TNX Rights Exercise Privilege
The TNX Rights will separate from the Common Shares and will be exercisable ten trading days (the “Separation Time”) after a person has acquired, or commences a take-over bid to acquire, 20% or more of the shares, other than by an acquisition pursuant to a take-over bid permitted by the Rights Plan (a “Permitted Bid”). Prior to a flip-in event (as described below), each TNX Right entitles the registered holder thereof to purchase from the Corporation one Common Share at the exercise price equal to three times the market price of a Common Share, subject to adjustments and anti-dilution provisions. The beneficial acquisition by any person (an “Acquiring Person”) of 20% or more of the Common Shares, other than by way of a Permitted Bid, is referred to as a “Flip-in Event”. Any TNX Rights held by an Acquiring Person will become void upon the occurrence of a Flip-in Event. Ten trading days after the occurrence of the Flip-in Event, each TNX Right (other than those held by the Acquiring Person), will permit registered holders to purchase, upon payment of the Exercise Price, a number of Common Shares having an aggregate market value equal to twice the Exercise Price.
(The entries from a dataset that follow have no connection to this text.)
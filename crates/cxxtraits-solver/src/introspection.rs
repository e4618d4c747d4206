//! Introspection providers.
//!
//! Some questions have no portable formulation in terms of expressions:
//! whether a class is abstract or final, whether its destructor is
//! virtual, what an enumeration's underlying type is. Others have one, but
//! a front end answers them faster and more precisely. An
//! `IntrospectionProvider` is where those answers come from.
//!
//! Every method returns `None` for "unknown". `NoIntrospection` knows
//! nothing; `DeclIntrospection` answers from the modeled declarations and
//! the expression engine, the way a compiler's own builtins would.

use crate::TypeDatabase;
use crate::def::RecordDecl;
use crate::expr::{Effects, Expr, Sema};
use crate::layout::has_unique_representation;
use crate::type_queries::{
    array_parts, class_record, complete_record, enum_decl, is_function, is_reference, is_scalar,
    is_void, record_decl, strip_all_extents,
};
use crate::types::TypeId;

/// Source of compiler-intrinsic answers.
#[allow(unused_variables)]
pub trait IntrospectionProvider: Send + Sync {
    fn is_abstract(&self, db: &dyn TypeDatabase, ty: TypeId) -> Option<bool> {
        None
    }
    fn is_final(&self, db: &dyn TypeDatabase, ty: TypeId) -> Option<bool> {
        None
    }
    fn has_virtual_destructor(&self, db: &dyn TypeDatabase, ty: TypeId) -> Option<bool> {
        None
    }
    fn is_polymorphic(&self, db: &dyn TypeDatabase, ty: TypeId) -> Option<bool> {
        None
    }
    fn is_empty(&self, db: &dyn TypeDatabase, ty: TypeId) -> Option<bool> {
        None
    }
    fn is_standard_layout(&self, db: &dyn TypeDatabase, ty: TypeId) -> Option<bool> {
        None
    }
    fn is_trivially_copyable(&self, db: &dyn TypeDatabase, ty: TypeId) -> Option<bool> {
        None
    }
    fn is_trivial(&self, db: &dyn TypeDatabase, ty: TypeId) -> Option<bool> {
        None
    }
    fn is_aggregate(&self, db: &dyn TypeDatabase, ty: TypeId) -> Option<bool> {
        None
    }
    fn is_literal_type(&self, db: &dyn TypeDatabase, ty: TypeId) -> Option<bool> {
        None
    }
    fn has_unique_object_representations(&self, db: &dyn TypeDatabase, ty: TypeId) -> Option<bool> {
        None
    }
    fn underlying_type(&self, db: &dyn TypeDatabase, ty: TypeId) -> Option<TypeId> {
        None
    }
    fn is_constructible(&self, db: &dyn TypeDatabase, ty: TypeId, args: &[TypeId]) -> Option<bool> {
        None
    }
    fn is_trivially_constructible(
        &self,
        db: &dyn TypeDatabase,
        ty: TypeId,
        args: &[TypeId],
    ) -> Option<bool> {
        None
    }
    fn is_nothrow_constructible(
        &self,
        db: &dyn TypeDatabase,
        ty: TypeId,
        args: &[TypeId],
    ) -> Option<bool> {
        None
    }
    fn is_assignable(&self, db: &dyn TypeDatabase, to: TypeId, from: TypeId) -> Option<bool> {
        None
    }
    fn is_trivially_assignable(&self, db: &dyn TypeDatabase, to: TypeId, from: TypeId) -> Option<bool> {
        None
    }
    fn is_nothrow_assignable(&self, db: &dyn TypeDatabase, to: TypeId, from: TypeId) -> Option<bool> {
        None
    }
    fn is_destructible(&self, db: &dyn TypeDatabase, ty: TypeId) -> Option<bool> {
        None
    }
    fn is_trivially_destructible(&self, db: &dyn TypeDatabase, ty: TypeId) -> Option<bool> {
        None
    }
    fn is_nothrow_destructible(&self, db: &dyn TypeDatabase, ty: TypeId) -> Option<bool> {
        None
    }
    fn is_convertible(&self, db: &dyn TypeDatabase, from: TypeId, to: TypeId) -> Option<bool> {
        None
    }
    fn has_trivial_constructor(&self, db: &dyn TypeDatabase, ty: TypeId) -> Option<bool> {
        None
    }
    fn has_trivial_destructor(&self, db: &dyn TypeDatabase, ty: TypeId) -> Option<bool> {
        None
    }
}

/// Knows nothing; every question is "unknown".
#[derive(Copy, Clone, Debug, Default)]
pub struct NoIntrospection;

impl IntrospectionProvider for NoIntrospection {}

/// Answers from record declarations and the expression engine.
#[derive(Copy, Clone, Debug, Default)]
pub struct DeclIntrospection;

fn declvals(sema: &Sema<'_>, args: &[TypeId]) -> Option<Vec<Expr>> {
    args.iter().map(|arg| sema.declval(*arg).ok()).collect()
}

/// `Some(answer)` from the complete record of `ty`; `Some(false)` for
/// non-class types; `None` for incomplete classes.
fn class_fact(
    db: &dyn TypeDatabase,
    ty: TypeId,
    fact: impl FnOnce(&RecordDecl) -> bool,
) -> Option<bool> {
    match record_decl(db, ty) {
        None => Some(false),
        Some(decl) if !decl.complete => None,
        Some(decl) => Some(fact(&decl)),
    }
}

/// Scalars qualify, arrays follow their element, records answer `fact`.
fn object_fact(
    db: &dyn TypeDatabase,
    ty: TypeId,
    fact: impl FnOnce(&RecordDecl) -> bool,
) -> Option<bool> {
    let element = strip_all_extents(db, ty);
    if is_scalar(db, element) {
        return Some(true);
    }
    match complete_record(db, element) {
        Some(decl) => Some(fact(&decl)),
        None => Some(false),
    }
}

impl DeclIntrospection {
    fn construct(
        &self,
        db: &dyn TypeDatabase,
        ty: TypeId,
        args: &[TypeId],
    ) -> Option<Effects> {
        let sema = Sema::new(db);
        let args = declvals(&sema, args)?;
        let effects = sema.direct_initialize(ty, &args).ok()?;
        if !is_reference(db, ty) && sema.destroy(ty).is_err() {
            return None;
        }
        Some(effects)
    }

    fn assign(&self, db: &dyn TypeDatabase, to: TypeId, from: TypeId) -> Option<Effects> {
        let sema = Sema::new(db);
        let lhs = sema.declval(to).ok()?;
        let rhs = sema.declval(from).ok()?;
        sema.assign(lhs, rhs).ok()
    }

    fn destroy(&self, db: &dyn TypeDatabase, ty: TypeId) -> Option<Effects> {
        Sema::new(db).destroy(ty).ok()
    }
}

impl IntrospectionProvider for DeclIntrospection {
    fn is_abstract(&self, db: &dyn TypeDatabase, ty: TypeId) -> Option<bool> {
        class_fact(db, ty, |decl| decl.facts.abstract_)
    }

    fn is_final(&self, db: &dyn TypeDatabase, ty: TypeId) -> Option<bool> {
        class_fact(db, ty, |decl| decl.is_final)
    }

    fn has_virtual_destructor(&self, db: &dyn TypeDatabase, ty: TypeId) -> Option<bool> {
        class_fact(db, ty, |decl| decl.facts.virtual_destructor)
    }

    fn is_polymorphic(&self, db: &dyn TypeDatabase, ty: TypeId) -> Option<bool> {
        class_fact(db, ty, |decl| !decl.is_union() && decl.facts.polymorphic)
    }

    fn is_empty(&self, db: &dyn TypeDatabase, ty: TypeId) -> Option<bool> {
        class_fact(db, ty, |decl| !decl.is_union() && decl.facts.empty)
    }

    fn is_standard_layout(&self, db: &dyn TypeDatabase, ty: TypeId) -> Option<bool> {
        object_fact(db, ty, |decl| decl.facts.standard_layout)
    }

    fn is_trivially_copyable(&self, db: &dyn TypeDatabase, ty: TypeId) -> Option<bool> {
        object_fact(db, ty, |decl| decl.facts.trivially_copyable)
    }

    fn is_trivial(&self, db: &dyn TypeDatabase, ty: TypeId) -> Option<bool> {
        object_fact(db, ty, |decl| decl.facts.trivial)
    }

    fn is_aggregate(&self, db: &dyn TypeDatabase, ty: TypeId) -> Option<bool> {
        if array_parts(db, ty).is_some() {
            return Some(true);
        }
        Some(class_record(db, ty).is_some_and(|decl| decl.facts.aggregate))
    }

    fn is_literal_type(&self, db: &dyn TypeDatabase, ty: TypeId) -> Option<bool> {
        if is_reference(db, ty) || is_void(db, ty) {
            return Some(true);
        }
        object_fact(db, ty, |decl| decl.facts.literal)
    }

    fn has_unique_object_representations(&self, db: &dyn TypeDatabase, ty: TypeId) -> Option<bool> {
        Some(has_unique_representation(db, ty))
    }

    fn underlying_type(&self, db: &dyn TypeDatabase, ty: TypeId) -> Option<TypeId> {
        let decl = enum_decl(db, ty)?;
        Some(decl.underlying(db.target()))
    }

    fn is_constructible(&self, db: &dyn TypeDatabase, ty: TypeId, args: &[TypeId]) -> Option<bool> {
        Some(self.construct(db, ty, args).is_some())
    }

    fn is_trivially_constructible(
        &self,
        db: &dyn TypeDatabase,
        ty: TypeId,
        args: &[TypeId],
    ) -> Option<bool> {
        Some(self.construct(db, ty, args).is_some_and(|effects| effects.trivial))
    }

    fn is_nothrow_constructible(
        &self,
        db: &dyn TypeDatabase,
        ty: TypeId,
        args: &[TypeId],
    ) -> Option<bool> {
        Some(self.construct(db, ty, args).is_some_and(|effects| effects.nothrow))
    }

    fn is_assignable(&self, db: &dyn TypeDatabase, to: TypeId, from: TypeId) -> Option<bool> {
        Some(self.assign(db, to, from).is_some())
    }

    fn is_trivially_assignable(&self, db: &dyn TypeDatabase, to: TypeId, from: TypeId) -> Option<bool> {
        Some(self.assign(db, to, from).is_some_and(|effects| effects.trivial))
    }

    fn is_nothrow_assignable(&self, db: &dyn TypeDatabase, to: TypeId, from: TypeId) -> Option<bool> {
        Some(self.assign(db, to, from).is_some_and(|effects| effects.nothrow))
    }

    fn is_destructible(&self, db: &dyn TypeDatabase, ty: TypeId) -> Option<bool> {
        Some(self.destroy(db, ty).is_some())
    }

    fn is_trivially_destructible(&self, db: &dyn TypeDatabase, ty: TypeId) -> Option<bool> {
        Some(self.destroy(db, ty).is_some_and(|effects| effects.trivial))
    }

    fn is_nothrow_destructible(&self, db: &dyn TypeDatabase, ty: TypeId) -> Option<bool> {
        Some(self.destroy(db, ty).is_some_and(|effects| effects.nothrow))
    }

    /// Whether `To test() { return declval<From>(); }` is well-formed.
    fn is_convertible(&self, db: &dyn TypeDatabase, from: TypeId, to: TypeId) -> Option<bool> {
        if is_void(db, from) || is_void(db, to) {
            return Some(is_void(db, from) && is_void(db, to));
        }
        if array_parts(db, to).is_some() || is_function(db, to) {
            return Some(false);
        }
        let sema = Sema::new(db);
        let Ok(source) = sema.declval(from) else {
            return Some(false);
        };
        Some(sema.copy_initialize(to, source).is_ok())
    }

    fn has_trivial_constructor(&self, db: &dyn TypeDatabase, ty: TypeId) -> Option<bool> {
        object_fact(db, ty, |decl| decl.facts.trivial_default_constructor)
    }

    fn has_trivial_destructor(&self, db: &dyn TypeDatabase, ty: TypeId) -> Option<bool> {
        if is_reference(db, ty) {
            return Some(true);
        }
        object_fact(db, ty, |decl| {
            decl.destructor
                .as_ref()
                .is_some_and(|destructor| destructor.trivial && !destructor.deleted)
        })
    }
}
The issue of the TNX Rights is not initially dilutive. Upon a Flip-in Event occurring and the TNX Rights separating from the Common Shares, holders of TNX Rights not exercising their TNX Rights upon the occurrence of a Flip-in Event may suffer substantial dilution.
Lock-up Agreement
A bidder may enter into Lock-up Agreements with the Corporation’s shareholders (“Locked-up Persons”) whereby such shareholders agree to tender their Common Shares to the take-over bid (the “Subject Bid”) without a Flip-in Event (as referred to above) occurring. Any such agreement must include a provision that permits the Locked-up Person to withdraw the Common Shares to tender to another take-over bid or to support another transaction that will provide greater consideration to the shareholder than the Subject Bid. The Lock-up Agreement may require that the consideration under the other transaction exceed the consideration under the Subject Bid by a specified amount. The specified amount may not be greater than 7%. For greater certainty, a Lock-up Agreement may contain a right of first refusal or require a period of delay to give a bidder an opportunity to match a higher price in another transaction as long as the shareholder can accept another bid or tender to another transaction.
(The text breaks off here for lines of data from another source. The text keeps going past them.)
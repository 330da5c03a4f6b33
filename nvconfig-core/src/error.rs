//! Configuration store errors

use nvconfig_hal::StoreError;

/// Configuration store errors
///
/// A stale or mismatched blob is not an error: `init` handles it by
/// reinitializing from defaults.
#[derive(Debug, Clone, Copy, PartialEq, Eq)]
#[cfg_attr(feature = "defmt", derive(defmt::Format))]
pub enum ConfigError {
    /// Persistent store operation failed
    Store(StoreError),
    /// Requested blob size cannot hold the header
    BlobTooSmall,
    /// Requested blob size exceeds the buffer capacity
    Allocation,
    /// Byte range lies outside the blob
    OutOfRange,
    /// Settings do not fit in the payload
    Serialize,
    /// Payload does not decode as the expected settings
    Deserialize,
}

impl From<StoreError> for ConfigError {
    fn from(e: StoreError) -> Self {
        ConfigError::Store(e)
    }
}
//! Payload default initialization
//!
//! When the stored blob is stale, the header is rewritten by the store
//! itself and the payload is handed to a [`PayloadDefaults`] hook before
//! anything is written back.

/// Fills the payload region with default contents
pub trait PayloadDefaults {
    /// Overwrite `payload` with defaults
    ///
    /// `payload` is the whole region after the header; its length is the
    /// blob size minus [`HEADER_LEN`](crate::blob::HEADER_LEN).
    fn init_payload(&mut self, payload: &mut [u8]);
}

/// Zero-fills the payload
#[derive(Debug, Clone, Copy, Default)]
pub struct ZeroPayload;

impl PayloadDefaults for ZeroPayload {
    fn init_payload(&mut self, payload: &mut [u8]) {
        payload.fill(0);
    }
}

/// Fills the payload with a fixed byte
#[derive(Debug, Clone, Copy)]
pub struct FillPayload(pub u8);

impl PayloadDefaults for FillPayload {
    fn init_payload(&mut self, payload: &mut [u8]) {
        payload.fill(self.0);
    }
}

/// Leaves whatever was loaded in place
///
/// Only the header is reset, so payload bytes from an older schema are
/// written back unchanged. Use when the payload layout is known to be
/// compatible across the versions being replaced.
#[derive(Debug, Clone, Copy, Default)]
pub struct KeepPayload;

impl PayloadDefaults for KeepPayload {
    fn init_payload(&mut self, _payload: &mut [u8]) {}
}

impl<F: FnMut(&mut [u8])> PayloadDefaults for F {
    fn init_payload(&mut self, payload: &mut [u8]) {
        self(payload)
    }
}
The Rights Plan requires that any Lock-up Agreement be made available to the Corporation and the public. Under a Lock-up Agreement, no “break up” fees, “top up” fees, penalties, expense reimbursements or other amounts that exceed in aggregate the greater of (i) 2.5% of the value payable under the Subject Bid, and (ii) 50% of the amount by which the value received by a Locked-up Person under another take-over bid or transaction exceeds what such Locked-up Person would have received under the Subject Bid, may be payable by such Locked-up Person if the Locked-up Person fails to deposit or tender Common Shares to the Subject Bid or withdraws Common Shares previously tendered thereto in order to deposit such Common Shares to another take-over bid or support another transaction.
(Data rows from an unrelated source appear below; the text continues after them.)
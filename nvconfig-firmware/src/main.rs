//! nvconfig example firmware
//!
//! Restores `DeviceSettings` from the config partition at boot, counts the
//! boot, saves, then logs a heartbeat. Flash a build with a different
//! `SETTINGS_VERSION` or `SETTINGS_TYPE` to watch the stored copy get
//! replaced by defaults.

#![no_std]
#![no_main]

use defmt::*;
use embassy_executor::Spawner;
use embassy_rp::peripherals::FLASH;
use embassy_rp::Peri;
use embassy_time::{Duration, Timer};
use {defmt_rtt as _, panic_probe as _};

use nvconfig_core::{ConfigError, InitOutcome, TypedConfig};
use nvconfig_hal_rp2040::Rp2040Store;

mod settings;

use settings::{DeviceSettings, SETTINGS_CAPACITY, SETTINGS_SIZE, SETTINGS_TYPE, SETTINGS_VERSION};

type SettingsStore<'d> = TypedConfig<Rp2040Store<'d>, DeviceSettings, SETTINGS_CAPACITY>;

/// Main entry point
#[embassy_executor::main]
async fn main(_spawner: Spawner) {
    info!("nvconfig firmware starting...");

    let p = embassy_rp::init(Default::default());
    info!("Peripherals initialized");

    let settings = match restore_settings(p.FLASH) {
        Ok(settings) => settings,
        Err(e) => {
            warn!("Settings store unavailable: {:?}, running on defaults", e);
            DeviceSettings::default()
        }
    };
    info!("Settings: {}", settings);

    let interval = Duration::from_millis(settings.heartbeat_ms.max(100) as u64);
    loop {
        info!("heartbeat (boot #{})", settings.boot_count);
        Timer::after(interval).await;
    }
}

/// Load settings from flash, bump the boot counter and save
fn restore_settings(flash: Peri<'static, FLASH>) -> Result<DeviceSettings, ConfigError> {
    let store = nvconfig_hal_rp2040::new_store(flash)?;
    let mut config = SettingsStore::new(store, SETTINGS_VERSION, SETTINGS_TYPE, SETTINGS_SIZE)?;

    match config.init()? {
        InitOutcome::UpToDate => info!("Loaded settings v{} from flash", SETTINGS_VERSION),
        InitOutcome::Reinitialized { found_version } => info!(
            "Replaced settings v{} with v{} defaults",
            found_version, SETTINGS_VERSION
        ),
    }

    // Every boot erases and reprograms the 4KB config sector. Fine for a
    // demo; RP2040 flash is rated for about 100k erase cycles per sector.
    let mut settings = config.settings()?;
    settings.boot_count = settings.boot_count.wrapping_add(1);
    config.store_settings(&settings)?;

    Ok(settings)
}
Certificates and Transferability
Prior to the Separation Time, the TNX Rights are evidenced by a legend imprinted on certificates for the Common Shares issued from and after the Effective Date and are not to be transferable separately from the Common Shares. From and after the Separation Time, the TNX Rights will be evidenced by TNX Rights certificates which will be transferable and traded separately from the Common Shares.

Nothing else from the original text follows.